Mutational analysis of residue 190 of human immunodeficiency virus type 1 reverse transcriptase.

S-2720 and other members of the quinoline/quinoxaline class of HIV-1-specific nonnucleoside reverse transcriptase inhibitors (NNRTIs) select for a glycine to glutamate substitution at residue 190 (Gly 190 Glu) of the reverse transcriptase (RT), when drug-resistant viruses are generated in cell culture. This mutation has not been described to appear upon selection for resistant viral variants using derivatives of any other class of NNRTIs. Notably, the RNA-dependent DNA polymerase activity of the Gly 190 Glu mutant enzyme is drastically diminished with respect to the wild-type RT. We describe here the effects of other amino acid substitutions at position 190 of the RT that were introduced by using site-directed mutagenesis. Polymerase activities and sensitivities to inhibition by a number of NNRTIs were determined for the different RT mutants.

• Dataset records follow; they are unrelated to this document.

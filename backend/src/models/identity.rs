//! Caller identity as established by the authentication layer.

use serde::{Deserialize, Serialize};
use utoipa::ToSchema;

use crate::types::UserId;

#[derive(Debug, Clone, Copy, PartialEq, Eq, Default, Serialize, Deserialize, ToSchema)]
#[serde(rename_all = "snake_case")]
/// Portal roles. Approvers and admins decide approvals; admins may also
/// withdraw anybody's request.
pub enum UserRole {
    #[default]
    User,
    Approver,
    Admin,
}

impl UserRole {
    pub fn as_str(&self) -> &'static str {
        match self {
            UserRole::User => "user",
            UserRole::Approver => "approver",
            UserRole::Admin => "admin",
        }
    }

    /// Roles allowed to decide approvals and read every request.
    pub fn is_reviewer(&self) -> bool {
        matches!(self, UserRole::Approver | UserRole::Admin)
    }
}

impl std::str::FromStr for UserRole {
    type Err = String;

    fn from_str(s: &str) -> Result<Self, Self::Err> {
        match s.to_ascii_lowercase().as_str() {
            "user" => Ok(UserRole::User),
            "approver" => Ok(UserRole::Approver),
            "admin" => Ok(UserRole::Admin),
            other => Err(format!("unknown role: {}", other)),
        }
    }
}

#[derive(Debug, Clone, Copy, PartialEq, Eq, Serialize, Deserialize, ToSchema)]
/// Authenticated `(user_id, role)` pair attached to each request by the auth middleware.
pub struct Identity {
    pub user_id: UserId,
    pub role: UserRole,
}

/// Identity plus client metadata, passed explicitly into every service call.
#[derive(Debug, Clone, PartialEq, Eq)]
pub struct Caller {
    pub user_id: UserId,
    pub role: UserRole,
    pub ip_address: Option<String>,
    pub user_agent: Option<String>,
}

impl Caller {
    pub fn new(user_id: UserId, role: UserRole) -> Self {
        Self {
            user_id,
            role,
            ip_address: None,
            user_agent: None,
        }
    }

    pub fn from_identity(identity: Identity) -> Self {
        Self::new(identity.user_id, identity.role)
    }

    pub fn with_client(mut self, ip_address: Option<String>, user_agent: Option<String>) -> Self {
        self.ip_address = ip_address;
        self.user_agent = user_agent;
        self
    }

    pub fn is_admin(&self) -> bool {
        matches!(self.role, UserRole::Admin)
    }

    pub fn is_reviewer(&self) -> bool {
        self.role.is_reviewer()
    }

    pub fn identity(&self) -> Identity {
        Identity {
            user_id: self.user_id,
            role: self.role,
        }
    }
}

#[cfg(test)]
mod tests {
    use super::*;

    #[test]
    fn role_parsing_tolerates_case() {
        assert_eq!("ADMIN".parse::<UserRole>(), Ok(UserRole::Admin));
        assert_eq!("approver".parse::<UserRole>(), Ok(UserRole::Approver));
        assert!("root".parse::<UserRole>().is_err());
    }

    #[test]
    fn only_approvers_and_admins_review() {
        assert!(!UserRole::User.is_reviewer());
        assert!(UserRole::Approver.is_reviewer());
        assert!(UserRole::Admin.is_reviewer());
    }

    #[test]
    fn role_serializes_snake_case() {
        let value = serde_json::to_value(UserRole::Approver).unwrap();
        assert_eq!(value, serde_json::json!("approver"));
    }
}
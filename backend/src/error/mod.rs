use axum::{
    http::StatusCode,
    response::{IntoResponse, Response},
    Json,
};
use serde::Serialize;
use serde_json::Value;
use utoipa::ToSchema;

#[derive(Debug, Serialize, ToSchema)]
pub struct ErrorResponse {
    pub error: String,
    pub code: String,
    #[serde(skip_serializing_if = "Option::is_none")]
    pub details: Option<Value>,
}

/// Error kinds surfaced by the portal core and its HTTP layer.
///
/// `Forbidden` is the permission-denied kind, `InvalidState` covers lifecycle
/// violations such as "already processed", and `InternalServerError` marks a
/// broken invariant rather than a caller mistake.
#[derive(Debug, thiserror::Error)]
pub enum AppError {
    #[error("not found: {0}")]
    NotFound(String),
    #[error("unauthorized: {0}")]
    Unauthorized(String),
    #[error("permission denied: {0}")]
    Forbidden(String),
    #[error("invalid state: {0}")]
    InvalidState(String),
    #[error("bad request: {0}")]
    BadRequest(String),
    #[error("internal error: {0:#}")]
    InternalServerError(anyhow::Error),
    #[error("validation failed: {}", .0.join(", "))]
    Validation(Vec<String>),
}

impl AppError {
    pub fn code(&self) -> &'static str {
        match self {
            AppError::NotFound(_) => "NOT_FOUND",
            AppError::Unauthorized(_) => "UNAUTHORIZED",
            AppError::Forbidden(_) => "FORBIDDEN",
            AppError::InvalidState(_) => "INVALID_STATE",
            AppError::BadRequest(_) => "BAD_REQUEST",
            AppError::InternalServerError(_) => "INTERNAL_SERVER_ERROR",
            AppError::Validation(_) => "VALIDATION_ERROR",
        }
    }

    pub fn status_code(&self) -> StatusCode {
        match self {
            AppError::NotFound(_) => StatusCode::NOT_FOUND,
            AppError::Unauthorized(_) => StatusCode::UNAUTHORIZED,
            AppError::Forbidden(_) => StatusCode::FORBIDDEN,
            AppError::InvalidState(_) | AppError::BadRequest(_) | AppError::Validation(_) => {
                StatusCode::BAD_REQUEST
            }
            AppError::InternalServerError(_) => StatusCode::INTERNAL_SERVER_ERROR,
        }
    }

    pub fn validation(message: impl Into<String>) -> Self {
        AppError::Validation(vec![message.into()])
    }

    pub fn internal(message: impl Into<String>) -> Self {
        AppError::InternalServerError(anyhow::anyhow!(message.into()))
    }
}

impl IntoResponse for AppError {
    fn into_response(self) -> Response {
        let status = self.status_code();
        let code = self.code().to_string();
        let (error_message, details) = match self {
            AppError::NotFound(msg)
            | AppError::Unauthorized(msg)
            | AppError::Forbidden(msg)
            | AppError::InvalidState(msg)
            | AppError::BadRequest(msg) => (msg, None),
            AppError::InternalServerError(err) => {
                tracing::error!("Internal server error: {:?}", err);
                ("Internal server error".to_string(), None)
            }
            AppError::Validation(errors) => (
                "Validation failed".to_string(),
                Some(serde_json::json!({ "errors": errors })),
            ),
        };

        let body = Json(ErrorResponse {
            error: error_message,
            code,
            details,
        });

        (status, body).into_response()
    }
}

impl From<anyhow::Error> for AppError {
    fn from(err: anyhow::Error) -> Self {
        AppError::InternalServerError(err)
    }
}

impl From<sqlx::Error> for AppError {
    fn from(err: sqlx::Error) -> Self {
        match err {
            sqlx::Error::RowNotFound => AppError::NotFound("Resource not found".to_string()),
            _ => AppError::InternalServerError(err.into()),
        }
    }
}

impl From<validator::ValidationErrors> for AppError {
    fn from(errors: validator::ValidationErrors) -> Self {
        let mut messages: Vec<String> = errors
            .field_errors()
            .into_iter()
            .flat_map(|(field, errs)| {
                errs.iter().map(move |e| {
                    let code = e.code.as_ref();
                    format!("{}: {}", field, code)
                })
            })
            .collect();
        messages.sort();
        AppError::Validation(messages)
    }
}

#[cfg(test)]
mod tests {
    use super::*;

    async fn response_json(response: Response) -> serde_json::Value {
        let bytes = axum::body::to_bytes(response.into_body(), usize::MAX)
            .await
            .expect("read body");
        serde_json::from_slice(&bytes).expect("json")
    }

    #[tokio::test]
    async fn app_error_into_response_maps_status_and_body() {
        let response = AppError::BadRequest("bad".to_string()).into_response();
        assert_eq!(response.status(), StatusCode::BAD_REQUEST);
        let json = response_json(response).await;
        assert_eq!(json["error"], "bad");
        assert_eq!(json["code"], "BAD_REQUEST");

        let response = AppError::Unauthorized("nope".to_string()).into_response();
        assert_eq!(response.status(), StatusCode::UNAUTHORIZED);
        let json = response_json(response).await;
        assert_eq!(json["code"], "UNAUTHORIZED");

        let response = AppError::Forbidden("denied".to_string()).into_response();
        assert_eq!(response.status(), StatusCode::FORBIDDEN);
        let json = response_json(response).await;
        assert_eq!(json["error"], "denied");
        assert_eq!(json["code"], "FORBIDDEN");

        let response = AppError::NotFound("missing".to_string()).into_response();
        assert_eq!(response.status(), StatusCode::NOT_FOUND);
        let json = response_json(response).await;
        assert_eq!(json["error"], "missing");
        assert_eq!(json["code"], "NOT_FOUND");
    }

    #[tokio::test]
    async fn invalid_state_is_a_bad_request_with_its_own_code() {
        let response =
            AppError::InvalidState("Approval already processed".to_string()).into_response();
        assert_eq!(response.status(), StatusCode::BAD_REQUEST);
        let json = response_json(response).await;
        assert_eq!(json["error"], "Approval already processed");
        assert_eq!(json["code"], "INVALID_STATE");
    }

    #[tokio::test]
    async fn app_error_validation_includes_details() {
        let response = AppError::Validation(vec!["field: invalid".to_string()]).into_response();
        assert_eq!(response.status(), StatusCode::BAD_REQUEST);
        let json = response_json(response).await;
        assert_eq!(json["error"], "Validation failed");
        assert_eq!(json["code"], "VALIDATION_ERROR");
        assert_eq!(json["details"]["errors"][0], "field: invalid");
    }

    #[tokio::test]
    async fn app_error_internal_maps_to_generic_message() {
        let response = AppError::InternalServerError(anyhow::anyhow!("boom")).into_response();
        assert_eq!(response.status(), StatusCode::INTERNAL_SERVER_ERROR);
        let json = response_json(response).await;
        assert_eq!(json["error"], "Internal server error");
        assert_eq!(json["code"], "INTERNAL_SERVER_ERROR");
        assert!(json["details"].is_null());
    }

    #[test]
    fn row_not_found_becomes_not_found() {
        let err: AppError = sqlx::Error::RowNotFound.into();
        assert!(matches!(err, AppError::NotFound(_)));
    }
}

In general, an inverse correlation was found between the enzymatic activity and increasing length of the side chain, whereas the size of the residue and the level of resistance to NNRTIs appeared to be positively related. Double mutants, which contain the Gly 190 Glu mutation together with substitutions that confer resistance to other RT inhibitors, were all shown to possess severely diminished polymerase activity.